§ Problem statement:
Below is a set of entries; give all of them again exactly.

[Collection entries]
---------------

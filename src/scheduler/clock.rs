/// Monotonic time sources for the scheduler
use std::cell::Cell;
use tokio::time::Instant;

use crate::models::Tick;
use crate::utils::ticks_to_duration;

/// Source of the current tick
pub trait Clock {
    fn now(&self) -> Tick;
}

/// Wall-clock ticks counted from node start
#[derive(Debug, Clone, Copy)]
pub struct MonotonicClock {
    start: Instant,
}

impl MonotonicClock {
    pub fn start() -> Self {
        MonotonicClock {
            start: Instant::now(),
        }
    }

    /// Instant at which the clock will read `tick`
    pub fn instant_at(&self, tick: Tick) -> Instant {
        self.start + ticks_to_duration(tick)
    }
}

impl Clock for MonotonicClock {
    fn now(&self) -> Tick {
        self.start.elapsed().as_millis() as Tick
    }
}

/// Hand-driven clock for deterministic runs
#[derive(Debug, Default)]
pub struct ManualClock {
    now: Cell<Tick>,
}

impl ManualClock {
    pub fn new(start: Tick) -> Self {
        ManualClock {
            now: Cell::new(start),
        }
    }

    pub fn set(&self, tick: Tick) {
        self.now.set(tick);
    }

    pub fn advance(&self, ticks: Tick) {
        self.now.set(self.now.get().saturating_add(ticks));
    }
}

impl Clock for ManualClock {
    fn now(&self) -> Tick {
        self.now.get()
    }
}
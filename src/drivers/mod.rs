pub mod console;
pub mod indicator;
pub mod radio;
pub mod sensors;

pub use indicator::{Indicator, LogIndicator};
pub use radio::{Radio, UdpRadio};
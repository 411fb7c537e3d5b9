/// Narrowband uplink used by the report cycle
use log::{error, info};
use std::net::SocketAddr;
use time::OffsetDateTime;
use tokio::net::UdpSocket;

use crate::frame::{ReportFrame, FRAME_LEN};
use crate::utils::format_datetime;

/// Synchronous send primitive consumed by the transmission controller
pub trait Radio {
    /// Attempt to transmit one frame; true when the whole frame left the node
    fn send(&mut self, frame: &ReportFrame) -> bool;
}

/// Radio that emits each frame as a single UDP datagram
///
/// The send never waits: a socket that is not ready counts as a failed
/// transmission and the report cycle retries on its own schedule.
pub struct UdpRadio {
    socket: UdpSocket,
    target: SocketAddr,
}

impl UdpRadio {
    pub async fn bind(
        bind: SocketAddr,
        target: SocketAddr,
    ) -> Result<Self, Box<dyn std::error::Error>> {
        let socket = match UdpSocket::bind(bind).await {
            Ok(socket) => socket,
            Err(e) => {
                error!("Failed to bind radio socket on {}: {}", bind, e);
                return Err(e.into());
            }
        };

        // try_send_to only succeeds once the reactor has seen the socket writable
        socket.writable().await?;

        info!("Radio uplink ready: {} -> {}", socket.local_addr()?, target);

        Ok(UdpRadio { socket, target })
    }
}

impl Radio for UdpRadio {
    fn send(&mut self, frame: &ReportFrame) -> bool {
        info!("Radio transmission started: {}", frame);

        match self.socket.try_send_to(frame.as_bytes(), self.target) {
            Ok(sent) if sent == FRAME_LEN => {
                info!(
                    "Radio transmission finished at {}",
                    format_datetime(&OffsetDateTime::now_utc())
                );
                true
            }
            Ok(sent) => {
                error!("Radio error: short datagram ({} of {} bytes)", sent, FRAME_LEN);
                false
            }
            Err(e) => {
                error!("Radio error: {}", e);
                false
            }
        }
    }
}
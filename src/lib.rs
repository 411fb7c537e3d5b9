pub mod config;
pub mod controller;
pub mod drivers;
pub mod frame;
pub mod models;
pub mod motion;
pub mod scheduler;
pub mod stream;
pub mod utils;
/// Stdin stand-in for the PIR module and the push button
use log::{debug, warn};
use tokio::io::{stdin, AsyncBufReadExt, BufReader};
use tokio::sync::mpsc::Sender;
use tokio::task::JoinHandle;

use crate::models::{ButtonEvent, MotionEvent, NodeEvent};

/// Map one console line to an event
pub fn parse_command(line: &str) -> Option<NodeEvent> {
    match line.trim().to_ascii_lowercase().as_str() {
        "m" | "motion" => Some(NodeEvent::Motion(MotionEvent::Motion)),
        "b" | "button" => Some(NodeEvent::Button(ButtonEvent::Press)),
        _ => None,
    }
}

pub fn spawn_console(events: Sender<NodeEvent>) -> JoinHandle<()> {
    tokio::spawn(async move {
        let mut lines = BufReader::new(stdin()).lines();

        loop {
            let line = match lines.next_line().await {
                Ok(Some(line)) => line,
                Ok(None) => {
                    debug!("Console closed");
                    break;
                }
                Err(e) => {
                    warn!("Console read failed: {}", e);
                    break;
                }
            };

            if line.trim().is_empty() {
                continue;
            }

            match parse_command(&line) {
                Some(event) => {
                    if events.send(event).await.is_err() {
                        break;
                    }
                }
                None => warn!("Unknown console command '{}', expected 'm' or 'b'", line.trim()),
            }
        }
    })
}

---------------

§ Response to this task:
filename src/scheduler/clock.rs
/// Monotonic time sources for the scheduler
use std::cell::Cell;
use tokio::time::Instant;

use crate::models::Tick;
use crate::utils::ticks_to_duration;

/// Source of the current tick
pub trait Clock {
    fn now(&self) -> Tick;
}

/// Wall-clock ticks counted from node start
#[derive(Debug, Clone, Copy)]
pub struct MonotonicClock {
    start: Instant,
}

impl MonotonicClock {
    pub fn start() -> Self {
        MonotonicClock {
            start: Instant::now(),
        }
    }

    /// Instant at which the clock will read `tick`
    pub fn instant_at(&self, tick: Tick) -> Instant {
        self.start + ticks_to_duration(tick)
    }
}

impl Clock for MonotonicClock {
    fn now(&self) -> Tick {
        self.start.elapsed().as_millis() as Tick
    }
}

/// Hand-driven clock for deterministic runs
#[derive(Debug, Default)]
pub struct ManualClock {
    now: Cell<Tick>,
}

impl ManualClock {
    pub fn new(start: Tick) -> Self {
        ManualClock {
            now: Cell::new(start),
        }
    }

    pub fn set(&self, tick: Tick) {
        self.now.set(tick);
    }

    pub fn advance(&self, ticks: Tick) {
        self.now.set(self.now.get().saturating_add(ticks));
    }
}

impl Clock for ManualClock {
    fn now(&self) -> Tick {
        self.now.get()
    }
}
filename src/drivers/mod.rs
pub mod console;
pub mod indicator;
pub mod radio;
pub mod sensors;

pub use indicator::{Indicator, LogIndicator};
pub use radio::{Radio, UdpRadio};
repository 411fb7c537e3d5b9
/// Narrowband uplink used by the report cycle
use log::{error, info};
use std::net::SocketAddr;
use time::OffsetDateTime;
use tokio::net::UdpSocket;

use crate::frame::{ReportFrame, FRAME_LEN};
use crate::utils::format_datetime;

/// Synchronous send primitive consumed by the transmission controller
pub trait Radio {
    /// Attempt to transmit one frame; true when the whole frame left the node
    fn send(&mut self, frame: &ReportFrame) -> bool;
}

/// Radio that emits each frame as a single UDP datagram
///
/// The send never waits: a socket that is not ready counts as a failed
/// transmission and the report cycle retries on its own schedule.
pub struct UdpRadio {
    socket: UdpSocket,
    target: SocketAddr,
}

impl UdpRadio {
    pub async fn bind(
        bind: SocketAddr,
        target: SocketAddr,
    ) -> Result<Self, Box<dyn std::error::Error>> {
        let socket = match UdpSocket::bind(bind).await {
            Ok(socket) => socket,
            Err(e) => {
                error!("Failed to bind radio socket on {}: {}", bind, e);
                return Err(e.into());
            }
        };

        // try_send_to only succeeds once the reactor has seen the socket writable
        socket.writable().await?;

        info!("Radio uplink ready: {} -> {}", socket.local_addr()?, target);

        Ok(UdpRadio { socket, target })
    }
}

impl Radio for UdpRadio {
    fn send(&mut self, frame: &ReportFrame) -> bool {
        info!("Radio transmission started: {}", frame);

        match self.socket.try_send_to(frame.as_bytes(), self.target) {
            Ok(sent) if sent == FRAME_LEN => {
                info!(
                    "Radio transmission finished at {}",
                    format_datetime(&OffsetDateTime::now_utc())
                );
                true
            }
            Ok(sent) => {
                error!("Radio error: short datagram ({} of {} bytes)", sent, FRAME_LEN);
                false
            }
            Err(e) => {
                error!("Radio error: {}", e);
                false
            }
        }
    }
}
filename src/lib.rs
repository 411fb7c537e3d5b9
pub mod config;
pub mod controller;
pub mod drivers;
pub mod frame;
pub mod models;
pub mod motion;
pub mod scheduler;
pub mod stream;
pub mod utils;
/// Stdin stand-in for the PIR module and the push button
use log::{debug, warn};
use tokio::io::{stdin, AsyncBufReadExt, BufReader};
use tokio::sync::mpsc::Sender;
use tokio::task::JoinHandle;

use crate::models::{ButtonEvent, MotionEvent, NodeEvent};

/// Map one console line to an event
pub fn parse_command(line: &str) -> Option<NodeEvent> {
    match line.trim().to_ascii_lowercase().as_str() {
        "m" | "motion" => Some(NodeEvent::Motion(MotionEvent::Motion)),
        "b" | "button" => Some(NodeEvent::Button(ButtonEvent::Press)),
        _ => None,
    }
}

pub fn spawn_console(events: Sender<NodeEvent>) -> JoinHandle<()> {
    tokio::spawn(async move {
        let mut lines = BufReader::new(stdin()).lines();

        loop {
            let line = match lines.next_line().await {
                Ok(Some(line)) => line,
                Ok(None) => {
                    debug!("Console closed");
                    break;
                }
                Err(e) => {
                    warn!("Console read failed: {}", e);
                    break;
                }
            };

            if line.trim().is_empty() {
                continue;
            }

            match parse_command(&line) {
                Some(event) => {
                    if events.send(event).await.is_err() {
                        break;
                    }
                }
                None => warn!("Unknown console command '{}', expected 'm' or 'b'", line.trim()),
            }
        }
    })
}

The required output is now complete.